Exercise brief: What you give back must match the data below character for character.

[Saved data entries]
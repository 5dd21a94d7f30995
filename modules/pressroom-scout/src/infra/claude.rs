//! `SemanticClassifier` over Claude's forced tool calls.
//!
//! Each `SchemaId` maps onto the Rust type whose generated schema the model
//! must answer in.

use ai_client::util::truncate_to_char_boundary;
use ai_client::Claude;
use anyhow::Result;
use async_trait::async_trait;
use tracing::debug;

use pressroom_common::VerificationOutcome;

use crate::traits::{ClassifierOutput, LinkList, LinkRanking, PageContext, SchemaId, SemanticClassifier};

/// Page text sent per request.
const MAX_CONTENT_BYTES: usize = 60_000;

const SYSTEM_PROMPT: &str = "You analyze corporate websites to locate their official \
newsroom or press-release listing page. Answer only through the provided tool. \
Base every judgment on the supplied page content; never invent URLs.";

pub struct ClaudeClassifier {
    claude: Claude,
}

impl ClaudeClassifier {
    pub fn new(api_key: &str, model: &str) -> Self {
        Self {
            claude: Claude::new(api_key, model),
        }
    }
}

#[async_trait]
impl SemanticClassifier for ClaudeClassifier {
    async fn classify(&self, instruction: &str, schema: SchemaId, page: &PageContext) -> Result<ClassifierOutput> {
        debug!(
            model = self.claude.model(),
            schema = schema.as_str(),
            url = page.url.as_str(),
            "Claude classify request"
        );

        let prompt = build_prompt(instruction, page);
        let output = match schema {
            SchemaId::SearchResultsList => {
                ClassifierOutput::SearchResults(self.claude.extract::<LinkList>(SYSTEM_PROMPT, prompt).await?)
            }
            SchemaId::PageVerification => ClassifierOutput::PageVerification(
                self.claude
                    .extract::<VerificationOutcome>(SYSTEM_PROMPT, prompt)
                    .await?,
            ),
            SchemaId::LinkRanking => {
                ClassifierOutput::LinkRanking(self.claude.extract::<LinkRanking>(SYSTEM_PROMPT, prompt).await?)
            }
            SchemaId::NavigationLinksList => {
                ClassifierOutput::NavigationLinks(self.claude.extract::<LinkList>(SYSTEM_PROMPT, prompt).await?)
            }
        };
        Ok(output)
    }
}

fn build_prompt(instruction: &str, page: &PageContext) -> String {
    let content = truncate_to_char_boundary(&page.content, MAX_CONTENT_BYTES);
    format!("{instruction}\n\n---\nPage URL: {}\nPage content:\n{content}", page.url)
}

Answer to the exercise:
repository 5dd21a94d7f30995
filename modules/pressroom-scout/src/infra/claude.rs
//! `SemanticClassifier` over Claude's forced tool calls.
//!
//! Each `SchemaId` maps onto the Rust type whose generated schema the model
//! must answer in.

use ai_client::util::truncate_to_char_boundary;
use ai_client::Claude;
use anyhow::Result;
use async_trait::async_trait;
use tracing::debug;

use pressroom_common::VerificationOutcome;

use crate::traits::{ClassifierOutput, LinkList, LinkRanking, PageContext, SchemaId, SemanticClassifier};

/// Page text sent per request.
const MAX_CONTENT_BYTES: usize = 60_000;

const SYSTEM_PROMPT: &str = "You analyze corporate websites to locate their official \
newsroom or press-release listing page. Answer only through the provided tool. \
Base every judgment on the supplied page content; never invent URLs.";

pub struct ClaudeClassifier {
    claude: Claude,
}

impl ClaudeClassifier {
    pub fn new(api_key: &str, model: &str) -> Self {
        Self {
            claude: Claude::new(api_key, model),
        }
    }
}

#[async_trait]
impl SemanticClassifier for ClaudeClassifier {
    async fn classify(&self, instruction: &str, schema: SchemaId, page: &PageContext) -> Result<ClassifierOutput> {
        debug!(
            model = self.claude.model(),
            schema = schema.as_str(),
            url = page.url.as_str(),
            "Claude classify request"
        );

        let prompt = build_prompt(instruction, page);
        let output = match schema {
            SchemaId::SearchResultsList => {
                ClassifierOutput::SearchResults(self.claude.extract::<LinkList>(SYSTEM_PROMPT, prompt).await?)
            }
            SchemaId::PageVerification => ClassifierOutput::PageVerification(
                self.claude
                    .extract::<VerificationOutcome>(SYSTEM_PROMPT, prompt)
                    .await?,
            ),
            SchemaId::LinkRanking => {
                ClassifierOutput::LinkRanking(self.claude.extract::<LinkRanking>(SYSTEM_PROMPT, prompt).await?)
            }
            SchemaId::NavigationLinksList => {
                ClassifierOutput::NavigationLinks(self.claude.extract::<LinkList>(SYSTEM_PROMPT, prompt).await?)
            }
        };
        Ok(output)
    }
}

fn build_prompt(instruction: &str, page: &PageContext) -> String {
    let content = truncate_to_char_boundary(&page.content, MAX_CONTENT_BYTES);
    format!("{instruction}\n\n---\nPage URL: {}\nPage content:\n{content}", page.url)
}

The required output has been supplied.